Things changed when Kendall’s dream of singing full-time came true, but the quality time became even richer. “We adjusted our schedule and I was completely available to my family for 3 or 4 days (when home). And I enjoy that. I was asking what I was missing all those 8 years.
“I know things happen for a reason and I am so thankful for that quality time I have with my family.”
The Kingsmen only embark on a few extended trips each year and will be going on a longer Christmas tour later this year, but Kendall smiled, “Then we come home and we will be home for three weeks. So a lot of those things balance out. It is a mind over matter thing.”
It is amazing how the performers seem to always be upbeat. As a minister, I know there are times when I just don’t have it in the pulpit, even when I think I am prepared.There are times when things just don’t come out as I planned.
I can’t imagine what it’s like being on the road and performing with the expectations of a legendary national group. Kendall gives the credit to his Creator.
“Every dog has its day,” he said. “That was true of Paul. It was true of Peter. It was true of David, of Solomon and all of those biblical figures,” Kendall said. “The more things change, the more they stay the same. We are all human beings and we are just driven by the message. If God shines past us, if our talents can be put out there that He has the spotlight ahead of us, that’s where it’s at right there.”
It’s all about the message. Any ministry will require sacrifice and a quartet ministry is no exception. However, it’s still always about the message. For The Kingsmen, the truth from Scripture is paramount and the song selection carries depth.
“That is extremely important to us,” Kendall said. “We are not afraid to pass on songs written by a top songwriter if it means that a writer who is brand new who is a new face in the business provides something for us that hits people right where they live. I write some songs. Chris Bryant writes some songs. I have had 2 or 3 recorded, but I have always said if we find 10 or 12 that are better than what I write, I want to record those.
“We look and look. On our last album (Victory Shout, 2019), two great songs, ‘Victory Shout’ and ‘Dear John,’ came to us two days before we went into the studio. We never stop looking.”
The messages are scriptural. It’s a trend that has continued with “More To The Story.”
One cut that has particularly touched audiences that have endured what seems to be the unending chaos of 2020 and 2021 is “The Wind and the Waves Still Know,” written by Kenna T. West, Kristi Fitzwater and Jason Cox.

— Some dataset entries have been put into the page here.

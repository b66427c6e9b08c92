//! Packfile schema data structures
//!
//! A manifest describes the contents of a packaged ML project as typed
//! sections. Every path is relative to the directory the manifest sits in.

use anyhow::{Context, Result};
use serde::{Deserialize, Serialize};

/// Schema version written into every generated manifest
pub const MANIFEST_VERSION: &str = "1.0.0";

fn default_version() -> String {
    MANIFEST_VERSION.to_string()
}

/// Root manifest structure
#[derive(Debug, Clone, PartialEq, Eq, Serialize, Deserialize)]
#[serde(rename_all = "camelCase")]
pub struct Manifest {
    #[serde(default = "default_version")]
    pub manifest_version: String,
    #[serde(default, skip_serializing_if = "Package::is_empty")]
    pub package: Package,
    #[serde(default, skip_serializing_if = "Option::is_none")]
    pub model: Option<Model>,
    #[serde(default, skip_serializing_if = "Vec::is_empty")]
    pub datasets: Vec<Dataset>,
    #[serde(default, skip_serializing_if = "Vec::is_empty")]
    pub docs: Vec<Docs>,
    #[serde(default, skip_serializing_if = "Vec::is_empty")]
    pub code: Vec<Code>,
}

impl Default for Manifest {
    fn default() -> Self {
        Self {
            manifest_version: default_version(),
            package: Package::default(),
            model: None,
            datasets: Vec::new(),
            docs: Vec::new(),
            code: Vec::new(),
        }
    }
}

impl Manifest {
    pub fn with_package(package: Package) -> Self {
        Self {
            package,
            ..Default::default()
        }
    }

    pub fn to_yaml(&self) -> Result<String> {
        serde_yaml::to_string(self).context("Failed to serialize manifest to YAML")
    }

    pub fn to_json(&self) -> Result<String> {
        serde_json::to_string_pretty(self).context("Failed to serialize manifest to JSON")
    }

    pub fn from_yaml(input: &str) -> Result<Self> {
        serde_yaml::from_str(input).context("Failed to parse manifest YAML")
    }
}

/// Package-level metadata
#[derive(Debug, Clone, Default, PartialEq, Eq, Serialize, Deserialize)]
pub struct Package {
    #[serde(default, skip_serializing_if = "Option::is_none")]
    pub name: Option<String>,
    #[serde(default, skip_serializing_if = "Option::is_none")]
    pub description: Option<String>,
    #[serde(default, skip_serializing_if = "Vec::is_empty")]
    pub authors: Vec<String>,
    #[serde(default, skip_serializing_if = "Option::is_none")]
    pub license: Option<String>,
}

impl Package {
    pub fn is_empty(&self) -> bool {
        self.name.is_none()
            && self.description.is_none()
            && self.authors.is_empty()
            && self.license.is_none()
    }
}

/// The primary model and its constituent parts
#[derive(Debug, Clone, PartialEq, Eq, Serialize, Deserialize)]
pub struct Model {
    pub name: String,
    pub path: String,
    #[serde(default, skip_serializing_if = "Option::is_none")]
    pub license: Option<String>,
    #[serde(default, skip_serializing_if = "Vec::is_empty")]
    pub parts: Vec<ModelPart>,
}

#[derive(Debug, Clone, PartialEq, Eq, Serialize, Deserialize)]
pub struct ModelPart {
    pub path: String,
}

#[derive(Debug, Clone, PartialEq, Eq, Serialize, Deserialize)]
pub struct Dataset {
    pub path: String,
    #[serde(default, skip_serializing_if = "Option::is_none")]
    pub license: Option<String>,
}

#[derive(Debug, Clone, PartialEq, Eq, Serialize, Deserialize)]
pub struct Docs {
    pub path: String,
    #[serde(default, skip_serializing_if = "Option::is_none")]
    pub description: Option<String>,
}

#[derive(Debug, Clone, PartialEq, Eq, Serialize, Deserialize)]
pub struct Code {
    pub path: String,
    #[serde(default, skip_serializing_if = "Option::is_none")]
    pub license: Option<String>,
}

impl ModelPart {
    pub fn new(path: impl Into<String>) -> Self {
        Self { path: path.into() }
    }
}

impl Dataset {
    pub fn new(path: impl Into<String>) -> Self {
        Self {
            path: path.into(),
            license: None,
        }
    }
}

impl Docs {
    pub fn new(path: impl Into<String>) -> Self {
        Self {
            path: path.into(),
            description: None,
        }
    }

    pub fn described(path: impl Into<String>, description: &str) -> Self {
        Self {
            path: path.into(),
            description: Some(description.to_string()),
        }
    }
}

impl Code {
    pub fn new(path: impl Into<String>) -> Self {
        Self {
            path: path.into(),
            license: None,
        }
    }
}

“It came to us. I was sitting at a family member’s hunting property,” Kendall remembers. “They have a cabin in south Georgia and I was sitting on the porch listening to some demos. I played that over and over and over and over again. I couldn’t wait to see what we could do with that song. It just thrilled me to death.”

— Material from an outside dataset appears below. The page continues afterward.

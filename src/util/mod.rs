//! Utility modules for packfile

pub mod logging;

pub use logging::{init_default, init_from_env, init_logging, LoggingConfig};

As the title suggests, the song reminds that God is in control. It’s a message of comfort, assurance and victory as pertinent today as it was when Christ calmed the seas.
It’s the message that The Kingsmen deliver every time they sing. It’s the message Alan Kendall conveys in his everyday life and to the group of ninth-grade boys he leads at his home church, McConnell Baptist, in Hiwasse.
“One thing thrills me: Two of them, since August, have come to accept Jesus as their personal Savior,” he says with a big smile.
Life is good for Alan Kendall right now. And he wants everyone to know the God he loves is responsible.